Domain Separation for ITSM Mobile Agent

  • Release version: Yokohama
  • Updated January 30, 2025
  • 2 minutes to read
    • Summarize
    Summarized using AI
    This content was generated using new OpenAI-powered functionality. Results are provided on an as is basis and are not guaranteed to be accurate or complete.

    Summary of Domain Separation for ITSM Mobile Agent

    Domain separation in ITSM Mobile Agent allows ServiceNow customers to logically segregate data, processes, and administrative tasks into distinct domains. This separation controls user access and visibility at a granular level, ensuring that data resides within the appropriate service provider’s domain. The feature supports runtime domain separation across user interface, caching, reporting, and data aggregation, enabling multi-tenant functionality.

    Show full answer Show less

    Key Features

    • Data Isolation: Data is separated by domain using company or account fields, each linked to a single domain, ensuring records are created and accessed within the correct domain context.
    • Mobile UI Integration: The mobile interface clearly shows the domain association of records, reinforcing domain visibility for mobile users.
    • Access Controls: Users see and interact only with records within their domain or domains they have permissions for. ITIL users in parent domains can access child domain data, while users with multiple domain access will have record behavior driven by the domain specified in the current record.
    • Supported Tables: Incident and Incident Task tables support domain separation, controlling incident creation and visibility based on domain affiliation.
    • Configuration: Domain separation must be enabled and configured on the platform web interface before extending functionality to mobile clients. Further mobile-specific setup requires coordination with Customer Service and Support.

    Key Outcomes

    • Service providers can confidently manage multi-tenant environments, ensuring tenant data confidentiality and appropriate access controls.
    • End users, such as ESS and ITIL users, experience domain-specific data visibility and interaction, aligned with organizational hierarchy and permissions.
    • Mobile users benefit from consistent domain separation behavior, with clear domain context on records and enforced access restrictions.
    • ServiceNow instances can support complex domain separation scenarios, including parent-child domain relationships, enhancing scalability and administration.

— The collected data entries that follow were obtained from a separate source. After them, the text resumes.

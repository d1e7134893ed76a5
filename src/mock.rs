//! A simulated USB bus, and host-side helpers for tests

extern crate std;

use std::{collections::VecDeque, vec::Vec};

use core::{
    cell::RefCell,
    sync::atomic::{AtomicU32, Ordering},
};
use critical_section::Mutex;
use usb_device::{
    bus::{PollResult, UsbBus},
    endpoint::{EndpointAddress, EndpointType},
    UsbDirection, UsbError,
};

use crate::{class::ClassDriver, usbcore::Core, DeviceConfig, Speed};

const NUMBERS: usize = 8;

#[derive(Debug, Clone, Copy, PartialEq, Eq)]
pub(crate) struct Allocation {
    pub(crate) addr: EndpointAddress,
    pub(crate) ep_type: EndpointType,
    pub(crate) max_packet_size: u16,
    pub(crate) interval: u8,
}

#[derive(Default)]
struct Inner {
    allocations: Vec<Allocation>,
    enabled: bool,
    address: u8,
    setups: VecDeque<[u8; 8]>,
    out: [VecDeque<Vec<u8>>; NUMBERS],
    written: [Vec<Vec<u8>>; NUMBERS],
    in_complete: u16,
    held: u16,
    held_complete: u16,
    stalled: u32,
    reset: bool,
    suspend: bool,
    resume: bool,
}

impl Inner {
    fn allocation(&self, addr: EndpointAddress) -> Option<&Allocation> {
        self.allocations.iter().find(|alloc| alloc.addr == addr)
    }
}

fn stall_bit(addr: EndpointAddress) -> u32 {
    1 << (addr.index() * 2 + (addr.direction() == UsbDirection::In) as usize)
}

/// A bus that records IN packets, and replays queued SETUP and OUT packets
///
/// IN packets complete immediately, unless the endpoint is held.
pub(crate) struct MockBus {
    inner: Mutex<RefCell<Inner>>,
}

impl MockBus {
    pub(crate) fn new() -> Self {
        MockBus {
            inner: Mutex::new(RefCell::new(Inner::default())),
        }
    }

    fn with_inner<R>(&self, func: impl FnOnce(&mut Inner) -> R) -> R {
        critical_section::with(|cs| {
            let mut inner = self.inner.borrow_ref_mut(cs);
            func(&mut inner)
        })
    }

    /// Queue a SETUP packet on EP0
    pub(crate) fn setup(&self, setup: [u8; 8]) {
        self.with_inner(|inner| inner.setups.push_back(setup));
    }

    /// Queue an OUT packet
    pub(crate) fn push_out(&self, number: usize, data: &[u8]) {
        self.with_inner(|inner| inner.out[number].push_back(data.to_vec()));
    }

    /// Remove and return the IN packets written to an endpoint
    pub(crate) fn take_written(&self, number: usize) -> Vec<Vec<u8>> {
        self.with_inner(|inner| core::mem::take(&mut inner.written[number]))
    }

    /// Keep IN completions on an endpoint pending until released
    pub(crate) fn hold_in(&self, number: usize, hold: bool) {
        self.with_inner(|inner| {
            let bit = 1 << number;
            if hold {
                inner.held |= bit;
            } else {
                inner.held &= !bit;
                if inner.held_complete & bit != 0 {
                    inner.held_complete &= !bit;
                    inner.in_complete |= bit;
                }
            }
        });
    }

    pub(crate) fn bus_reset(&self) {
        self.with_inner(|inner| inner.reset = true);
    }

    pub(crate) fn bus_suspend(&self) {
        self.with_inner(|inner| inner.suspend = true);
    }

    pub(crate) fn bus_resume(&self) {
        self.with_inner(|inner| inner.resume = true);
    }

    pub(crate) fn address(&self) -> u8 {
        self.with_inner(|inner| inner.address)
    }

    pub(crate) fn is_enabled(&self) -> bool {
        self.with_inner(|inner| inner.enabled)
    }

    pub(crate) fn allocations(&self) -> Vec<Allocation> {
        self.with_inner(|inner| inner.allocations.clone())
    }
}

impl UsbBus for MockBus {
    fn alloc_ep(
        &mut self,
        _: UsbDirection,
        ep_addr: Option<EndpointAddress>,
        ep_type: EndpointType,
        max_packet_size: u16,
        interval: u8,
    ) -> usb_device::Result<EndpointAddress> {
        self.with_inner(|inner| {
            let addr = ep_addr.ok_or(UsbError::EndpointOverflow)?;
            if inner.allocation(addr).is_some() {
                return Err(UsbError::InvalidEndpoint);
            }
            inner.allocations.push(Allocation {
                addr,
                ep_type,
                max_packet_size,
                interval,
            });
            Ok(addr)
        })
    }

    fn enable(&mut self) {
        self.with_inner(|inner| inner.enabled = true);
    }

    fn reset(&self) {
        self.with_inner(|inner| {
            inner.address = 0;
            inner.stalled = 0;
            inner.in_complete = 0;
        });
    }

    fn set_device_address(&self, addr: u8) {
        self.with_inner(|inner| inner.address = addr);
    }

    fn write(&self, ep_addr: EndpointAddress, buf: &[u8]) -> usb_device::Result<usize> {
        self.with_inner(|inner| {
            let alloc = inner
                .allocation(ep_addr)
                .ok_or(UsbError::InvalidEndpoint)?;
            if ep_addr.direction() != UsbDirection::In {
                return Err(UsbError::InvalidEndpoint);
            }
            if buf.len() > alloc.max_packet_size as usize {
                return Err(UsbError::BufferOverflow);
            }
            let number = ep_addr.index();
            let bit = 1 << number;
            if (inner.held_complete | inner.in_complete) & bit != 0 && number != 0 {
                return Err(UsbError::WouldBlock);
            }
            inner.written[number].push(buf.to_vec());
            if inner.held & bit != 0 {
                inner.held_complete |= bit;
            } else {
                inner.in_complete |= bit;
            }
            Ok(buf.len())
        })
    }

    fn read(&self, ep_addr: EndpointAddress, buf: &mut [u8]) -> usb_device::Result<usize> {
        self.with_inner(|inner| {
            inner
                .allocation(ep_addr)
                .ok_or(UsbError::InvalidEndpoint)?;
            if ep_addr.direction() != UsbDirection::Out {
                return Err(UsbError::InvalidEndpoint);
            }
            let number = ep_addr.index();
            if number == 0 {
                if let Some(setup) = inner.setups.pop_front() {
                    // Hardware clears an EP0 stall when a SETUP arrives.
                    inner.stalled &= !0b11;
                    buf.get_mut(..8)
                        .ok_or(UsbError::BufferOverflow)?
                        .copy_from_slice(&setup);
                    return Ok(8);
                }
            }
            let packet = inner.out[number]
                .front()
                .ok_or(UsbError::WouldBlock)?;
            if packet.len() > buf.len() {
                return Err(UsbError::BufferOverflow);
            }
            let len = packet.len();
            buf[..len].copy_from_slice(packet);
            inner.out[number].pop_front();
            Ok(len)
        })
    }

    fn set_stalled(&self, ep_addr: EndpointAddress, stalled: bool) {
        self.with_inner(|inner| {
            if stalled {
                inner.stalled |= stall_bit(ep_addr);
            } else {
                inner.stalled &= !stall_bit(ep_addr);
            }
        });
    }

    fn is_stalled(&self, ep_addr: EndpointAddress) -> bool {
        self.with_inner(|inner| inner.stalled & stall_bit(ep_addr) != 0)
    }

    fn suspend(&self) {}

    fn resume(&self) {}

    fn poll(&self) -> PollResult {
        self.with_inner(|inner| {
            if core::mem::take(&mut inner.reset) {
                return PollResult::Reset;
            }
            if core::mem::take(&mut inner.suspend) {
                return PollResult::Suspend;
            }
            if core::mem::take(&mut inner.resume) {
                return PollResult::Resume;
            }
            let ep_setup = !inner.setups.is_empty() as u16;
            let ep_out = inner
                .out
                .iter()
                .enumerate()
                .filter(|(_, packets)| !packets.is_empty())
                .fold(0, |mask, (number, _)| mask | 1 << number);
            let ep_in_complete = core::mem::take(&mut inner.in_complete);
            if ep_setup | ep_out | ep_in_complete == 0 {
                PollResult::None
            } else {
                PollResult::Data {
                    ep_out,
                    ep_in_complete,
                    ep_setup,
                }
            }
        })
    }
}

/// A millisecond clock that advances on every reading
pub(crate) fn clock() -> u32 {
    static NOW: AtomicU32 = AtomicU32::new(0);
    NOW.fetch_add(1, Ordering::Relaxed)
}

/// A full speed device on a mock bus
pub(crate) fn core() -> Core<MockBus> {
    let config = DeviceConfig::new(0x1209, 0x0001)
        .manufacturer("Acme")
        .product("Widget")
        .speed(Speed::LowFull);
    Core::new(MockBus::new(), config, clock).unwrap()
}

pub(crate) fn poll_all(core: &mut Core<MockBus>, drivers: &mut [&mut dyn ClassDriver<MockBus>]) {
    for _ in 0..8 {
        core.poll(drivers);
    }
}

/// Run a control transfer, and return the IN data stage
///
/// `data` is the OUT data stage, if any. Zero length IN packets aren't
/// returned.
pub(crate) fn control(
    core: &mut Core<MockBus>,
    drivers: &mut [&mut dyn ClassDriver<MockBus>],
    setup: [u8; 8],
    data: &[u8],
) -> Vec<u8> {
    core.bus().take_written(0);
    core.bus().setup(setup);
    for chunk in data.chunks(core.config().max_packet_size_0 as usize) {
        core.bus().push_out(0, chunk);
    }
    poll_all(core, drivers);
    core.bus()
        .take_written(0)
        .into_iter()
        .flatten()
        .collect()
}

/// Indicates if the last control transfer stalled
pub(crate) fn stalled(core: &Core<MockBus>) -> bool {
    core.bus()
        .is_stalled(EndpointAddress::from_parts(0, UsbDirection::In))
}

/// SET_ADDRESS, then SET_CONFIGURATION
pub(crate) fn enumerate(
    core: &mut Core<MockBus>,
    drivers: &mut [&mut dyn ClassDriver<MockBus>],
    configuration: u8,
) {
    let set_configuration = [0x00, 0x09, configuration, 0, 0, 0, 0, 0];
    control(core, drivers, [0x00, 0x05, 0x07, 0, 0, 0, 0, 0], &[]);
    control(core, drivers, set_configuration, &[]);
}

    This is an overview of domain separation and ITSM Mobile Agent. Domain separation enables you to separate data, processes, and administrative tasks into logical groupings called domains. You can then control several aspects of this separation, including which users can see and access data.

    Support level - Basic

    • Business logic: Ensure that data goes into the proper domain for the application’s service provider use cases.
    • The application supports domain separation at run time. This includes domain separation from the user interface, cache keys, reporting, rollups, and aggregations.
    • The owner of the instance must set up the application to function across multiple tenants.

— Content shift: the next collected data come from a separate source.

//! Device-level configuration

use crate::{Error, Result};

/// USB low / full / high speed setting.
#[derive(Clone, Copy, PartialEq, Eq, Debug, Default)]
#[cfg_attr(feature = "defmt-03", derive(defmt_03::Format))]
pub enum Speed {
    /// Low / full speed.
    ///
    /// Endpoint sizes and intervals are expressed in full-speed
    /// terms: 64 byte bulk packets, intervals in frames.
    LowFull,
    /// High speed.
    ///
    /// Intervals are expressed in microframes, and bulk endpoints
    /// default to 512 byte packets.
    #[default]
    High,
}

/// A millisecond counter used to time out synchronous transfers.
///
/// The counter may wrap; only differences between two readings are
/// meaningful.
pub type Clock = fn() -> u32;

/// The language ID reported in string descriptor zero (English, United States).
pub const LANGUAGE_ID_EN_US: u16 = 0x0409;

/// Static device information and descriptor strings
///
/// Build a configuration with the chained setters, then hand it to
/// [`Core::new`](crate::usbcore::Core::new).
///
/// ```
/// use usbd_classes::{DeviceConfig, Speed};
///
/// const CONFIG: DeviceConfig = DeviceConfig::new(0x5824, 0x27dd)
///     .manufacturer("imxrt-rs")
///     .product("usbd-classes")
///     .serial_number("0001")
///     .max_packet_size_0(64)
///     .speed(Speed::LowFull);
/// assert_eq!(CONFIG.vendor_id, 0x5824);
/// ```
#[derive(Clone, Copy, Debug, PartialEq, Eq)]
pub struct DeviceConfig {
    pub vendor_id: u16,
    pub product_id: u16,
    /// Device release number, BCD encoded.
    pub device_release: u16,
    pub manufacturer: Option<&'static str>,
    pub product: Option<&'static str>,
    pub serial_number: Option<&'static str>,
    /// Control endpoint max packet size. One of 8, 16, 32, or 64.
    pub max_packet_size_0: u8,
    pub speed: Speed,
    /// When set, the device answers the Microsoft OS string descriptor
    /// request, and treats vendor requests with this code as Microsoft OS
    /// descriptor requests.
    pub ms_os_vendor_code: Option<u8>,
}

impl DeviceConfig {
    pub const fn new(vendor_id: u16, product_id: u16) -> Self {
        DeviceConfig {
            vendor_id,
            product_id,
            device_release: 0x0100,
            manufacturer: None,
            product: None,
            serial_number: None,
            max_packet_size_0: 64,
            speed: Speed::High,
            ms_os_vendor_code: None,
        }
    }

    pub const fn device_release(mut self, bcd: u16) -> Self {
        self.device_release = bcd;
        self
    }

    pub const fn manufacturer(mut self, manufacturer: &'static str) -> Self {
        self.manufacturer = Some(manufacturer);
        self
    }

    pub const fn product(mut self, product: &'static str) -> Self {
        self.product = Some(product);
        self
    }

    pub const fn serial_number(mut self, serial_number: &'static str) -> Self {
        self.serial_number = Some(serial_number);
        self
    }

    pub const fn max_packet_size_0(mut self, max_packet_size: u8) -> Self {
        self.max_packet_size_0 = max_packet_size;
        self
    }

    pub const fn speed(mut self, speed: Speed) -> Self {
        self.speed = speed;
        self
    }

    pub const fn ms_os_vendor_code(mut self, vendor_code: u8) -> Self {
        self.ms_os_vendor_code = Some(vendor_code);
        self
    }

    /// Check the configuration for values the USB specification forbids.
    pub(crate) fn validate(&self) -> Result<()> {
        if !matches!(self.max_packet_size_0, 8 | 16 | 32 | 64) {
            return Err(Error::InvalidParameter);
        }
        if self.speed == Speed::High && self.max_packet_size_0 != 64 {
            return Err(Error::InvalidParameter);
        }
        Ok(())
    }

    /// Returns the string for a descriptor index, if the index names one
    /// of the device strings.
    pub(crate) fn string(&self, index: u8) -> Option<&'static str> {
        match index {
            crate::descriptor::MANUFACTURER_STRING => self.manufacturer,
            crate::descriptor::PRODUCT_STRING => self.product,
            crate::descriptor::SERIAL_NUMBER_STRING => self.serial_number,
            _ => None,
        }
    }
}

    Use case: When a service provider (SP) uses chat to respond to a tenant-customer’s message, the client must be able to see the SP's response.

    ITSM Mobile Agent overview

    The mobile platform supports domain separation for all native clients. The mobile UI design clearly indicates the domain that a record is associated with.

    Before extending the domain separation functionality to mobile, the feature must be enabled on the platform web-based interface. For further information on configuration, see Domain separation setup and administration.

    How domain separation works in mobile

    You can use the company or account fields to display appropriate records by domain. These fields are available in tables when the domain separation plugin is enabled. Because each company or account is linked to a single domain, when you create a record, you can use these fields to specify the domain in which you want to create the record.

    After the feature has been set up through the platform web-based interface, a two-part process is required to further extend the domain separation functionality on mobile. For additional information about configuring domain separation on mobile devices, contact Customer Service and Support.

    Domain separated tables

    • Incident [incident]
    • Incident Task [incident_task]

    Use cases

    • An ESS user belonging to “Initech” domain, creates an incident. Only those ITIL users belonging to “Initech” domain or global domain can see this incident.
    • An ITIL user belonging to a parent domain can see incidents of all its child domains as well.
    • An ITIL user belonging to a specific domain can create incidents only on behalf of the domains that they have access to.
    • An ITIL user can associate child incidents only of those domains that they have access to.
    • If a user has access to multiple domains, the domain specified on the current record drives the functionality of that record and reference fields.